_DIRECTIONS_.
Please show every line in the entries below that includes the word "ReadFailed".

_SUPPLIED RECORDS_.
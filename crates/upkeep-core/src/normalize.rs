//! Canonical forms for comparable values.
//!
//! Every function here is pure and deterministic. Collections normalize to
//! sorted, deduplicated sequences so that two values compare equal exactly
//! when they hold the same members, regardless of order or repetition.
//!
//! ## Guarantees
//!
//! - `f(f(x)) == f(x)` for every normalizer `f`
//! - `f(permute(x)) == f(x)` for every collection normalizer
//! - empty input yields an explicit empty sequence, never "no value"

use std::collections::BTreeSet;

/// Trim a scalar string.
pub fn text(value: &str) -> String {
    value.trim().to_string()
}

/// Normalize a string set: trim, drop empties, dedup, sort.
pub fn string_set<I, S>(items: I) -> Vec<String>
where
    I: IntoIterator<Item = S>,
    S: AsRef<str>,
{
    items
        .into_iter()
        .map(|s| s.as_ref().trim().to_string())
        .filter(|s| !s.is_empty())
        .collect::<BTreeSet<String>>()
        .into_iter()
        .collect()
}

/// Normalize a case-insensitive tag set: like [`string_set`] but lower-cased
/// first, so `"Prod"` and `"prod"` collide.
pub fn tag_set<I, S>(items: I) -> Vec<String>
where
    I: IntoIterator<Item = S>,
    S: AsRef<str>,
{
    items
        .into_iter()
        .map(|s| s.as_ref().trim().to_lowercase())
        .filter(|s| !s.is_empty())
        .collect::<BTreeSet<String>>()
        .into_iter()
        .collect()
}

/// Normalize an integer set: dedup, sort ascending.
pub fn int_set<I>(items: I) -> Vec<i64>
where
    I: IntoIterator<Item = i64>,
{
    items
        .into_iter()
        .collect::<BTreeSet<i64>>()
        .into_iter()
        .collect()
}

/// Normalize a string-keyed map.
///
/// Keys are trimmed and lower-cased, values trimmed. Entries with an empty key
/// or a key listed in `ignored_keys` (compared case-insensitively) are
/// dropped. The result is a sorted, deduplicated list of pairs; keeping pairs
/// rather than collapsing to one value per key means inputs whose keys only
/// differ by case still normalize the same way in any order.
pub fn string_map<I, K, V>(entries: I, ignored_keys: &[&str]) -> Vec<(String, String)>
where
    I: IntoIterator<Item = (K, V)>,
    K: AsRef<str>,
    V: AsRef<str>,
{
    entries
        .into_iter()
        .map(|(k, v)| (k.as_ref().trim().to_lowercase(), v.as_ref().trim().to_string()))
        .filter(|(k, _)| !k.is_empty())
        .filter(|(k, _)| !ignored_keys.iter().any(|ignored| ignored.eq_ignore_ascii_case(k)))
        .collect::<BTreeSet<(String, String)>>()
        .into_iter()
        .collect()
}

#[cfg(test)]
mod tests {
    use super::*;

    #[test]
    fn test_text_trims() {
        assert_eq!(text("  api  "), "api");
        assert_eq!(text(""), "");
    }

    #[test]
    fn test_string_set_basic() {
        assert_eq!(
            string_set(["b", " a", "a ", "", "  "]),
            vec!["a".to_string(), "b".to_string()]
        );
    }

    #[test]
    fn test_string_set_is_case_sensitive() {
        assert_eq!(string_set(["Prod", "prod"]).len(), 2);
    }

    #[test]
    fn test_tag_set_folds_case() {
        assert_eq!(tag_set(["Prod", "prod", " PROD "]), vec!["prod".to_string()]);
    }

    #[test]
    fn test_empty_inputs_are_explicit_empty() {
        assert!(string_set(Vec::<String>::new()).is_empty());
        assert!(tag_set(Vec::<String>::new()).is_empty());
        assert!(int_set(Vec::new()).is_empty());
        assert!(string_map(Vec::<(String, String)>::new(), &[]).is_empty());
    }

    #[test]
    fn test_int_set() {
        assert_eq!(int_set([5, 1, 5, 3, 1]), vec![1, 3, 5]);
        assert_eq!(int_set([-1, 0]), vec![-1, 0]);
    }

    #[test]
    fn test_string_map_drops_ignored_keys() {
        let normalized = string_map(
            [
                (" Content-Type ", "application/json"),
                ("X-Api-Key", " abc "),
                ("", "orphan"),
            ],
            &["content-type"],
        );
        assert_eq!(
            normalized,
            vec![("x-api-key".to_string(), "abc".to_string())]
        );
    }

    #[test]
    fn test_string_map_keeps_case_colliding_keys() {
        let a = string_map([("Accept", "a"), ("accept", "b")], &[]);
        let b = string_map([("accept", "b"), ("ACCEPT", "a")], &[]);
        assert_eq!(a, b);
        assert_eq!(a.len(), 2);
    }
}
==
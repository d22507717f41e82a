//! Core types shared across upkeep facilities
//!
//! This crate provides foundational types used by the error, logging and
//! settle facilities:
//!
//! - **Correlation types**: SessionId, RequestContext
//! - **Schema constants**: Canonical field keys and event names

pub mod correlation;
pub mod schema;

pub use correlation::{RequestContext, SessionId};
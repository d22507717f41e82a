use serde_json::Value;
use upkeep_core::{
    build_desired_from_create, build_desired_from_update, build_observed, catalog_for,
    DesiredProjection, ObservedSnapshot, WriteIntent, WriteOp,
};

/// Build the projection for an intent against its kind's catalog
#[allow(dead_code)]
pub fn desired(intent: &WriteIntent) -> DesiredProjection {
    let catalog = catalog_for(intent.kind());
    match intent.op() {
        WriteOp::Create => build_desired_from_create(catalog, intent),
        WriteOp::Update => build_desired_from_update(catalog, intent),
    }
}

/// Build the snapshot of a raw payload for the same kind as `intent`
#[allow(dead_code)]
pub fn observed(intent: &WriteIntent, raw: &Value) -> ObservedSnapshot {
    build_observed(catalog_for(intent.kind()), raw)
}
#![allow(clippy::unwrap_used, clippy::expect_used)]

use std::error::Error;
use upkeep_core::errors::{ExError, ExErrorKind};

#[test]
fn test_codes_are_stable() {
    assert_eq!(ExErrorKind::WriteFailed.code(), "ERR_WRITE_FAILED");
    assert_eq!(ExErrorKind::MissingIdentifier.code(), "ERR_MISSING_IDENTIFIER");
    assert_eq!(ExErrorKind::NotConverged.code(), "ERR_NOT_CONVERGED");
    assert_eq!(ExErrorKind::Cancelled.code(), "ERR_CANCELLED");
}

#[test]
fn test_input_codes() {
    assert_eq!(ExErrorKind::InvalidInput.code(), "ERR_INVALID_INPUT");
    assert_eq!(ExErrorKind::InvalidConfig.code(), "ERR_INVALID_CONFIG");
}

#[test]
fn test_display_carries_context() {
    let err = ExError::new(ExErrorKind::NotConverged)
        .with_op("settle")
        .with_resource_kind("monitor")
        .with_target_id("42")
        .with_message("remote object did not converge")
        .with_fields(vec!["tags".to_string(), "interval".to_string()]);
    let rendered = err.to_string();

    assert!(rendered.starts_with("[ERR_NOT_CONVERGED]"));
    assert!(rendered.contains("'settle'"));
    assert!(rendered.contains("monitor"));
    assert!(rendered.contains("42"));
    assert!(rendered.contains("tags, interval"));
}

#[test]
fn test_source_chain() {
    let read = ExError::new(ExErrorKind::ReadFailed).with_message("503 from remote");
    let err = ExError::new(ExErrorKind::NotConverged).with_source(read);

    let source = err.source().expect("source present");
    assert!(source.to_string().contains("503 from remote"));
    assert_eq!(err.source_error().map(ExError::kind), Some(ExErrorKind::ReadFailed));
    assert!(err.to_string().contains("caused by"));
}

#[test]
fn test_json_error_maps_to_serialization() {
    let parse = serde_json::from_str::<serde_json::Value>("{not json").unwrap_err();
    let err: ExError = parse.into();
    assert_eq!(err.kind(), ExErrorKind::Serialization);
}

_WORKED SOLUTION_.
    let read = ExError::new(ExErrorKind::ReadFailed).with_message("503 from remote");
    assert_eq!(err.source_error().map(ExError::kind), Some(ExErrorKind::ReadFailed));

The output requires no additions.